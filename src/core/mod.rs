pub mod config;
pub mod credential;
pub mod models;
//! Grid layout: dot rest positions derived from the container size.

use glam::Vec2;

/// One visual dot.
///
/// `rest` is fixed at (re)build time; `offset` is a temporary displacement
/// written only by the tween that owns it. `animating` guards against a
/// second trigger while a displacement/return pair is in flight.
#[derive(Clone, Copy, Debug, PartialEq)]
pub struct GridPoint {
    pub rest: Vec2,
    pub offset: Vec2,
    pub animating: bool,
}

#[derive(Clone, Copy, Debug, Default, PartialEq, Eq)]
pub struct GridLayout {
    pub cols: usize,
    pub rows: usize,
}

/// Lay out `rows * cols` dots centered within a `width` x `height` container.
///
/// `cell = dot_size + gap`; a container allows one extra gap-width of margin
/// tolerance, so `cols = floor((width + gap) / cell)`. Containers smaller
/// than one cell produce an empty grid rather than an error.
pub fn build_grid(width: f32, height: f32, dot_size: f32, gap: f32) -> (Vec<GridPoint>, GridLayout) {
    let cell = dot_size + gap;
    if cell <= 0.0 || width <= 0.0 || height <= 0.0 {
        return (Vec::new(), GridLayout::default());
    }

    let cols = ((width + gap) / cell).floor().max(0.0) as usize;
    let rows = ((height + gap) / cell).floor().max(0.0) as usize;
    let layout = GridLayout { cols, rows };
    if cols == 0 || rows == 0 {
        return (Vec::new(), layout);
    }

    let grid_w = cell * cols as f32 - gap;
    let grid_h = cell * rows as f32 - gap;
    let start_x = (width - grid_w) / 2.0 + dot_size / 2.0;
    let start_y = (height - grid_h) / 2.0 + dot_size / 2.0;

    let mut points = Vec::with_capacity(cols * rows);
    for row in 0..rows {
        for col in 0..cols {
            points.push(GridPoint {
                rest: Vec2::new(start_x + col as f32 * cell, start_y + row as f32 * cell),
                offset: Vec2::ZERO,
                animating: false,
            });
        }
    }
    (points, layout)
}
use dotfield_core::DotField;
use web_sys as web;

/// Prebuild a circle path centered at the origin; each dot is painted by
/// translating the context and filling this one path.
pub fn circle_path(radius: f64) -> Option<web::Path2D> {
    let path = web::Path2D::new().ok()?;
    path.arc(0.0, 0.0, radius, 0.0, std::f64::consts::TAU).ok()?;
    Some(path)
}

/// Paint one frame: clear to the container's CSS size, then fill every dot
/// at `rest + offset` with its proximity-interpolated color.
pub fn draw_field(ctx: &web::CanvasRenderingContext2d, circle: &web::Path2D, field: &DotField) {
    let size = field.size();
    ctx.clear_rect(0.0, 0.0, size.x as f64, size.y as f64);

    for point in field.points() {
        let fill = field.dot_color(point).css();
        let draw = point.rest + point.offset;
        ctx.save();
        let _ = ctx.translate(draw.x as f64, draw.y as f64);
        ctx.set_fill_style_str(&fill);
        ctx.fill_with_path_2d(circle);
        ctx.restore();
    }
}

- **PROBLEM**
I need each line of the entries that holds the string "GridPoint" located and copied.

- **EXPECTED OUTPUT**
pub struct GridPoint {
pub fn build_grid(width: f32, height: f32, dot_size: f32, gap: f32) -> (Vec<GridPoint>, GridLayout) {
            points.push(GridPoint {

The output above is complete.